É com imensa satisfação que efetivamos a proposta do Conselho Editorial da Revista Locus de dedicar o número 35 ao dossiê “Mobilidades, trajetórias e travessias na história do continente africano” entre os séculos XIX e XX. O recorte escolhido para a abordagem do tema leva em consideração o início do século XIX como ponto de partida. Cabe ressaltar que, em quase vinte anos de existência da Revista, é a primeira vez que autores foram convidados a se debruçar sobre uma problemática específica e de relevância para a compreensão da história do continente africano. Isto testemunha o interesse do Conselho Editorial em oferecer um espaço de debate sobre questões atuais analisadas no âmbito das ciências sociais. Se, no Brasil, assistimos aos esforços para implantar disciplinas de História da África no ensino fundamental, médio e universitário, é igualmente flagrante a carência de publicações em revistas sobre o universo africano. É com o intuito de contribuir para a superação parcial desta lacuna que a Revista Locus realizou este dossiê temático.

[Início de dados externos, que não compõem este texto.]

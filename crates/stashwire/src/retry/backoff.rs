// Copyright (c) Microsoft Corporation.
// Licensed under the MIT License.

use std::cmp::min;
use std::fmt::Debug;
use std::time::Duration;

use crate::BackoffConfig;

/// The factor used to determine the range of jitter applied to delays.
const JITTER_FACTOR: f64 = 0.5;

/// Shape of the delay schedule between attempts.
#[derive(Debug, Clone, Copy, PartialEq, Eq, Hash, Default)]
#[cfg_attr(feature = "serde", derive(serde::Serialize, serde::Deserialize))]
#[cfg_attr(feature = "serde", serde(rename_all = "snake_case"))]
#[non_exhaustive]
pub enum Backoff {
    /// Every retry waits the base delay.
    #[default]
    Constant,
    /// Retry `n` waits `n` times the base delay.
    Linear,
    /// Retry `n` waits the base delay doubled `n - 1` times.
    Exponential,
}

/// Computes the delay that precedes the retry of a given attempt.
///
/// The schedule only depends on the attempt number, so a single instance is
/// shared by every call of a dispatcher.
#[derive(Debug, Clone)]
pub(crate) struct DelayBackoff {
    kind: Backoff,
    base_delay: Duration,
    max_delay: Option<Duration>,
    use_jitter: bool,
    rnd: Rnd,
}

impl From<&BackoffConfig> for DelayBackoff {
    fn from(config: &BackoffConfig) -> Self {
        Self {
            kind: config.kind,
            base_delay: Duration::from_millis(config.base_delay_ms),
            max_delay: config.max_delay_ms.map(Duration::from_millis),
            use_jitter: config.use_jitter,
            rnd: Rnd::default(),
        }
    }
}

impl DelayBackoff {
    /// Delay before retrying after the failed attempt `attempt` (1-based).
    pub(crate) fn delay(&self, attempt: u32) -> Duration {
        // zero base delay => always zero
        if self.base_delay.is_zero() {
            return Duration::ZERO;
        }

        let attempt = attempt.max(1);
        let delay = match self.kind {
            Backoff::Constant => self.base_delay,
            Backoff::Linear => self.base_delay.saturating_mul(attempt),
            Backoff::Exponential => duration_mul_pow2(self.base_delay, attempt - 1),
        };

        let delay = if self.use_jitter { apply_jitter(delay, &self.rnd) } else { delay };

        self.max_delay.map_or(delay, |m| min(delay, m))
    }

    #[cfg(test)]
    pub(crate) fn with_rnd(mut self, rnd: Rnd) -> Self {
        self.rnd = rnd;
        self
    }
}

fn duration_mul_pow2(base: Duration, exponent: u32) -> Duration {
    2_u32
        .checked_pow(exponent)
        .and_then(|factor| base.checked_mul(factor))
        .unwrap_or(Duration::MAX)
}

/// Adds a symmetric, uniform jitter around the given delay.
///
/// With `JITTER_FACTOR = 0.5`, the result lies in `[0.75*delay, 1.25*delay]`.
fn apply_jitter(delay: Duration, rnd: &Rnd) -> Duration {
    let ms = delay.as_secs_f64() * 1000.0;
    let offset = (ms * JITTER_FACTOR) / 2.0;
    let random_delay = (ms * JITTER_FACTOR).mul_add(rnd.next_f64(), -offset);

    secs_to_duration_saturating((ms + random_delay) / 1000.0)
}

fn secs_to_duration_saturating(secs: f64) -> Duration {
    if secs <= 0.0 {
        return Duration::ZERO;
    }

    Duration::try_from_secs_f64(secs).unwrap_or(Duration::MAX)
}

/// Non-cryptographic source of randomness for jitter.
#[derive(Clone, Default)]
pub(crate) enum Rnd {
    #[default]
    Real,

    #[cfg(test)]
    Fixed(f64),
}

impl Debug for Rnd {
    fn fmt(&self, f: &mut std::fmt::Formatter<'_>) -> std::fmt::Result {
        match self {
            Self::Real => write!(f, "Real"),
            #[cfg(test)]
            Self::Fixed(_) => write!(f, "Fixed"),
        }
    }
}

impl Rnd {
    fn next_f64(&self) -> f64 {
        match self {
            Self::Real => fastrand::f64(),
            #[cfg(test)]
            Self::Fixed(value) => *value,
        }
    }
}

A questão focalizada em mobilidades, trajetórias e travessias vincula-se ao entrelaçamento de diferentes espaços e tempos que existem no continente africano há milênios e se reconfiguram em função de novas situações sociais locais, regionais e internacionais. Este assunto remete, também, a fenômenos diversos inerentes às mudanças ocorridas do continente que permanecem conectadas a dinâmicas sociais, a conhecimentos e a ideias. Nesse sentido, as mobilidades não fazem apenas referência a movimentos físicos, mas também a significados polissêmicos associados às noções de deslocamentos de relações sociais, mudanças individuais e coletivas e visões do mundo. As mobilidades, trajetórias e travessias que advêm no decorrer de histórias de diferentes atores sociais em diversos loci nos atrelam à historicidade das narrativas dos indivíduos através das quais aprendemos a entender as subjetividades desses movimentos. Assim, a migração, os percursos e as trajetórias, a circulação de ideias, as viagens, a peregrinação, são alguns desses movimentos que preenchem todo seu significado a partir da compreensão das subjetividades dos atores sociais que são levados a se deslocarem em diferentes tempos e espaços.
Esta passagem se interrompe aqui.